Your goal: Beginning at the line that includes "pub fn get_put_history(&self)" in the entries below, print each line exactly as it appears, through the last one.
■ ■ ■
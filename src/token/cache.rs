//! Token Cache
//!
//! Key-value cache contract used to share tokens between clients, and an
//! in-memory implementation with per-entry expiry.

use async_trait::async_trait;
use parking_lot::Mutex;
use std::collections::HashMap;
use std::time::{Duration, Instant};

use crate::error::CacheError;

/// Expiration-aware key-value cache.
///
/// Expired entries read as absent. The contract offers no compare-and-swap.
#[cfg_attr(test, mockall::automock)]
#[async_trait]
pub trait CacheStore: Send + Sync {
    /// Read a value.
    async fn get(&self, key: &str) -> Result<Option<String>, CacheError>;

    /// Write a value that expires after `ttl`.
    async fn put(&self, key: &str, value: &str, ttl: Duration) -> Result<(), CacheError>;

    /// Remove a value, reporting whether it existed.
    async fn forget(&self, key: &str) -> Result<bool, CacheError>;
}

struct CacheEntry {
    value: String,
    /// `None` when the TTL reaches past the clock's range.
    expires_at: Option<Instant>,
}

impl CacheEntry {
    fn is_live(&self, now: Instant) -> bool {
        self.expires_at.map_or(true, |expires_at| expires_at > now)
    }
}

/// In-memory cache store.
///
/// Shared between clients by wrapping it in an `Arc`.
#[derive(Default)]
pub struct InMemoryCacheStore {
    entries: Mutex<HashMap<String, CacheEntry>>,
    put_history: Mutex<Vec<(String, String, Duration)>>,
}

impl InMemoryCacheStore {
    /// Create new in-memory cache store.
    pub fn new() -> Self {
        Self::default()
    }

    /// Every `put` seen so far as `(key, value, ttl)`.
    pub fn get_put_history(&self) -> Vec<(String, String, Duration)> {
        self.put_history.lock().clone()
    }

    /// Drop expired entries, returning how many were removed.
    pub fn purge_expired(&self) -> usize {
        let now = Instant::now();
        let mut entries = self.entries.lock();
        let before = entries.len();
        entries.retain(|_, entry| entry.is_live(now));
        before - entries.len()
    }

    pub fn len(&self) -> usize {
        let now = Instant::now();
        self.entries
            .lock()
            .values()
            .filter(|entry| entry.is_live(now))
            .count()
    }

    pub fn is_empty(&self) -> bool {
        self.len() == 0
    }
}

#[async_trait]
impl CacheStore for InMemoryCacheStore {
    async fn get(&self, key: &str) -> Result<Option<String>, CacheError> {
        let now = Instant::now();
        Ok(self
            .entries
            .lock()
            .get(key)
            .filter(|entry| entry.is_live(now))
            .map(|entry| entry.value.clone()))
    }

    async fn put(&self, key: &str, value: &str, ttl: Duration) -> Result<(), CacheError> {
        self.put_history
            .lock()
            .push((key.to_string(), value.to_string(), ttl));
        self.entries.lock().insert(
            key.to_string(),
            CacheEntry {
                value: value.to_string(),
                expires_at: Instant::now().checked_add(ttl),
            },
        );
        Ok(())
    }

    async fn forget(&self, key: &str) -> Result<bool, CacheError> {
        Ok(self.entries.lock().remove(key).is_some())
    }
}

/// Create in-memory cache store.
pub fn create_in_memory_cache() -> InMemoryCacheStore {
    InMemoryCacheStore::new()
}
■ ■ ■
Result:
    pub fn get_put_history(&self) -> Vec<(String, String, Duration)> {
        self.put_history.lock().clone()
    }

    /// Drop expired entries, returning how many were removed.
    pub fn purge_expired(&self) -> usize {
        let now = Instant::now();
        let mut entries = self.entries.lock();
        let before = entries.len();
        entries.retain(|_, entry| entry.is_live(now));
        before - entries.len()
    }

    pub fn len(&self) -> usize {
        let now = Instant::now();
        self.entries
            .lock()
            .values()
            .filter(|entry| entry.is_live(now))
            .count()
    }

    pub fn is_empty(&self) -> bool {
        self.len() == 0
    }
}

#[async_trait]
impl CacheStore for InMemoryCacheStore {
    async fn get(&self, key: &str) -> Result<Option<String>, CacheError> {
        let now = Instant::now();
        Ok(self
            .entries
            .lock()
            .get(key)
            .filter(|entry| entry.is_live(now))
            .map(|entry| entry.value.clone()))
    }

    async fn put(&self, key: &str, value: &str, ttl: Duration) -> Result<(), CacheError> {
        self.put_history
            .lock()
            .push((key.to_string(), value.to_string(), ttl));
        self.entries.lock().insert(
            key.to_string(),
            CacheEntry {
                value: value.to_string(),
                expires_at: Instant::now().checked_add(ttl),
            },
        );
        Ok(())
    }

    async fn forget(&self, key: &str) -> Result<bool, CacheError> {
        Ok(self.entries.lock().remove(key).is_some())
    }
}

/// Create in-memory cache store.
pub fn create_in_memory_cache() -> InMemoryCacheStore {
    InMemoryCacheStore::new()
}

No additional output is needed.